▶ _ASSIGNMENT_:
The answer should be one number: how many lines in the records below contain the word "assert".

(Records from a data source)
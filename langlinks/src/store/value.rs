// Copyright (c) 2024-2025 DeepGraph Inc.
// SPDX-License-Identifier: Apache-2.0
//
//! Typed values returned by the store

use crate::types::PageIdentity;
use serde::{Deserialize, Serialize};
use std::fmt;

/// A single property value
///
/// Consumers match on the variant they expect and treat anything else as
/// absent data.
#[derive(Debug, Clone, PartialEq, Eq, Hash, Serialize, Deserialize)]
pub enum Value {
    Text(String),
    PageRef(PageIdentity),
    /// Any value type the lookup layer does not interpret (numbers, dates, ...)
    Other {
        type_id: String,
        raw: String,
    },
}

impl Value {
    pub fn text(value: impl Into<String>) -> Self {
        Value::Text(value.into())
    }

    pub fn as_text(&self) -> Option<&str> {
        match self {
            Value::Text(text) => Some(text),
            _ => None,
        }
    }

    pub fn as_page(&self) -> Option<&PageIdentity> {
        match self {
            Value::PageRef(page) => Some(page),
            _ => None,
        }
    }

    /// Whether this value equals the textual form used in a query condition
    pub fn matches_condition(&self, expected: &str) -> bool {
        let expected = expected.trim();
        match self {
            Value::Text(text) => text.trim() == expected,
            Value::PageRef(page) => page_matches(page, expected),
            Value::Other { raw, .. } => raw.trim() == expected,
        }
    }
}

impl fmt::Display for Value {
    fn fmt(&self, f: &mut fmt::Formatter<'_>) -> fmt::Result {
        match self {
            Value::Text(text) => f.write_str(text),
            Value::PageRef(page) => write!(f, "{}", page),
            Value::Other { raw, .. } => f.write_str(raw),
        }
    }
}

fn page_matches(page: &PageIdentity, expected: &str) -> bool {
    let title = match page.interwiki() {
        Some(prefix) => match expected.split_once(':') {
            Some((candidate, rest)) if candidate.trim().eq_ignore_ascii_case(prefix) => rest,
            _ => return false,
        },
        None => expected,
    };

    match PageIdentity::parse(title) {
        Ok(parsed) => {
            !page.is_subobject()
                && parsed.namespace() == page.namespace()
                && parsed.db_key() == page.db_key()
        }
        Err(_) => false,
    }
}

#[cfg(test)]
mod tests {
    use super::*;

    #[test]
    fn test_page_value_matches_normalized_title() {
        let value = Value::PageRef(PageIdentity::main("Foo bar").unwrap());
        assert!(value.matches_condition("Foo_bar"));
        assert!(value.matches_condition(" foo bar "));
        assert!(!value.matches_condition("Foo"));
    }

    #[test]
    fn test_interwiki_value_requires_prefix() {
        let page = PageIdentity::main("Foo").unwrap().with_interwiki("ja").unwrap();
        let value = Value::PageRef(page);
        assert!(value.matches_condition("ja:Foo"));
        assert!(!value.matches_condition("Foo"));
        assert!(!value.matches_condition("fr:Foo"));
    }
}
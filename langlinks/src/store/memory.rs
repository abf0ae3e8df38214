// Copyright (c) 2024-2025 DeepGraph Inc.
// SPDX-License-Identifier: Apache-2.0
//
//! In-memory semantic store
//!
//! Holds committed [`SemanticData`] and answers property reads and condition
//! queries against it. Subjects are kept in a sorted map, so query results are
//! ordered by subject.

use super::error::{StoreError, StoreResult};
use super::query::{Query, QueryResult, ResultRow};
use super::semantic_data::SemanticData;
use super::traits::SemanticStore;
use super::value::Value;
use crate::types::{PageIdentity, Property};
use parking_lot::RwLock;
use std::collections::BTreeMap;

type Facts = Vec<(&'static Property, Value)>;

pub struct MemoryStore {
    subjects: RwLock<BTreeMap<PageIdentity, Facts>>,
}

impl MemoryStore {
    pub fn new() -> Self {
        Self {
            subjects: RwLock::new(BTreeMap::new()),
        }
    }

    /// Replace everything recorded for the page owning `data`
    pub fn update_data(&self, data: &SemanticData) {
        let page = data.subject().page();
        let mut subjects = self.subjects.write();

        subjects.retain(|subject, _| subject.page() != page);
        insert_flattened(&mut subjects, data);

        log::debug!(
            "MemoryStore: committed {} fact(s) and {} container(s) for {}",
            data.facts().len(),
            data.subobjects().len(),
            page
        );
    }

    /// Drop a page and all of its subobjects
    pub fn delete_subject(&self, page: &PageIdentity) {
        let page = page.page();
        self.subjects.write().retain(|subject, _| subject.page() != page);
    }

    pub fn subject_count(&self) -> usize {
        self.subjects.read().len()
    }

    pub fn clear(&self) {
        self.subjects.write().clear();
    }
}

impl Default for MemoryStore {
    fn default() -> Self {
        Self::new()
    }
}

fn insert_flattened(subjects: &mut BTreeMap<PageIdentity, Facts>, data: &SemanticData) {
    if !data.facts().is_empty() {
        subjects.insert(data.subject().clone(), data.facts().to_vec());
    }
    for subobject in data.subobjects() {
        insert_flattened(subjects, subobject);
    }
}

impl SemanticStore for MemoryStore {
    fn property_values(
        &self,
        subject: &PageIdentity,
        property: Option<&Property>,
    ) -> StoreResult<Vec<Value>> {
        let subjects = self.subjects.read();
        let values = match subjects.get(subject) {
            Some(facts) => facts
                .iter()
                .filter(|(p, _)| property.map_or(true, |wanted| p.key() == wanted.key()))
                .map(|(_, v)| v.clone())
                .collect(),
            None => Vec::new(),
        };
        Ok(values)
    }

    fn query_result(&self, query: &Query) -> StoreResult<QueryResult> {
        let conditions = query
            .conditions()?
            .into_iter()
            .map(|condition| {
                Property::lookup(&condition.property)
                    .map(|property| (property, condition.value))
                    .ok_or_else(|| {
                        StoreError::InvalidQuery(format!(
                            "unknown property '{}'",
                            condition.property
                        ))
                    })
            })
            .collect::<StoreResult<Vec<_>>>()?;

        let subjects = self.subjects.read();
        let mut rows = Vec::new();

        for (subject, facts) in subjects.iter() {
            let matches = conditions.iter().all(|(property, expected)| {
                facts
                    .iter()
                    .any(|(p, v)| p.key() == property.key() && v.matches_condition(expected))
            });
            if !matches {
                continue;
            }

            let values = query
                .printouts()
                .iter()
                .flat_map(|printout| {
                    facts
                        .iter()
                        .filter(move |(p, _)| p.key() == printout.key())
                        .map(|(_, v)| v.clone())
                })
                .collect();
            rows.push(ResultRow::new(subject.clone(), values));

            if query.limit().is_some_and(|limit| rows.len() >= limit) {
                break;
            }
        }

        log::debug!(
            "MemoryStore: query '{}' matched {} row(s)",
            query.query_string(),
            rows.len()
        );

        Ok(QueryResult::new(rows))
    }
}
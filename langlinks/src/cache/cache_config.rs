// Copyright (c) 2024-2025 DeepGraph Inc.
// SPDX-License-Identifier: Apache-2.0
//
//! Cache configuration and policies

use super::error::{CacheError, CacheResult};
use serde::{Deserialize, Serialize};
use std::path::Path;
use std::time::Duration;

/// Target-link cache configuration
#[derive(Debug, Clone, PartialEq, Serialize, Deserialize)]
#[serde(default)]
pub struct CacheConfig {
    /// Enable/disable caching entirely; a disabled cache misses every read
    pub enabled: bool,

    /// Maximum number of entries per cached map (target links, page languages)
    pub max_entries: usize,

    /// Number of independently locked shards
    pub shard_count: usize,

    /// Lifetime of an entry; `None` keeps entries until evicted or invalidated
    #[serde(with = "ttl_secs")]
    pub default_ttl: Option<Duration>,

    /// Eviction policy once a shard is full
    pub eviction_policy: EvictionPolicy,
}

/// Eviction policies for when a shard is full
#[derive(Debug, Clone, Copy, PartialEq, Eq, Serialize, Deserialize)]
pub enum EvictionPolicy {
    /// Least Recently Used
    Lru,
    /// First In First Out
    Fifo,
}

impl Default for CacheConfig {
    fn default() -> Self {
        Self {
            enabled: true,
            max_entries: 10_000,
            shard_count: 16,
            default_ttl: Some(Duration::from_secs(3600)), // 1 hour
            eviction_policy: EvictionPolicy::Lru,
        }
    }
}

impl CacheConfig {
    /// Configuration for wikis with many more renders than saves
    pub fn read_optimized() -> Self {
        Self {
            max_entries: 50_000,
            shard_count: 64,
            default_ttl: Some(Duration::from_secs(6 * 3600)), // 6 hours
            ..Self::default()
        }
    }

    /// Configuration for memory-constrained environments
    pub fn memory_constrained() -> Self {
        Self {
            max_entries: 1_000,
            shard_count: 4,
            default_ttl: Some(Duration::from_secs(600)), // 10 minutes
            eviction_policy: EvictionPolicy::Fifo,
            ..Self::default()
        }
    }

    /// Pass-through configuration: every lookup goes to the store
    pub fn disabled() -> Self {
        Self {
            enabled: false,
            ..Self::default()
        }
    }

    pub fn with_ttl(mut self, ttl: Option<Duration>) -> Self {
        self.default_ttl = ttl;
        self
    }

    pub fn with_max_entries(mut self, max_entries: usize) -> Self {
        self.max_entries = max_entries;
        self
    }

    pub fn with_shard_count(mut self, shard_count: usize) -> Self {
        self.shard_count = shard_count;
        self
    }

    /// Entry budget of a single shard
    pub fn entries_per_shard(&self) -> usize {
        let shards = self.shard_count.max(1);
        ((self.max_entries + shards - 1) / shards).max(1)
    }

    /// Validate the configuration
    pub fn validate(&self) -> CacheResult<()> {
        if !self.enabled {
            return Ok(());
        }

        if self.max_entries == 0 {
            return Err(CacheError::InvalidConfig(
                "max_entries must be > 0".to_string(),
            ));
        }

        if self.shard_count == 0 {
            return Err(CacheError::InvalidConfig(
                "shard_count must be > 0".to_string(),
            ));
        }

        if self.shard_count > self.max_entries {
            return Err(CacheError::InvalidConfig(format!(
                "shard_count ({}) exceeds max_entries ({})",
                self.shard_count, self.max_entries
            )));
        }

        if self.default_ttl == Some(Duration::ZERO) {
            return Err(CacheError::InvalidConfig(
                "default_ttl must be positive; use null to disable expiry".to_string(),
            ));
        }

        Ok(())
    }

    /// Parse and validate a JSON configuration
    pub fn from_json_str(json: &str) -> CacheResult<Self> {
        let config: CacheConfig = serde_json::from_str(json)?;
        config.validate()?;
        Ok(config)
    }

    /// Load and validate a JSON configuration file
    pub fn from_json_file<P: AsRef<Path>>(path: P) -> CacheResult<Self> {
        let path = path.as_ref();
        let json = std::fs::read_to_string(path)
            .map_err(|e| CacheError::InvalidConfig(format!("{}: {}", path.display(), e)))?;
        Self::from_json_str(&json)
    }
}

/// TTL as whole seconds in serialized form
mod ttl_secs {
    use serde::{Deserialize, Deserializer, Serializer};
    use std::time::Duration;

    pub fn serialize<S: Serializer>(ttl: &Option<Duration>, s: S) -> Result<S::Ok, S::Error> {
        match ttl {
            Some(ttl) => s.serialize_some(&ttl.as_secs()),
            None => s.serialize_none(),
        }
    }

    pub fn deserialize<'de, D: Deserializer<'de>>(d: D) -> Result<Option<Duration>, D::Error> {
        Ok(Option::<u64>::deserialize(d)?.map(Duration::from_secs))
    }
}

▶ _FINISHED EXERCISE_:
6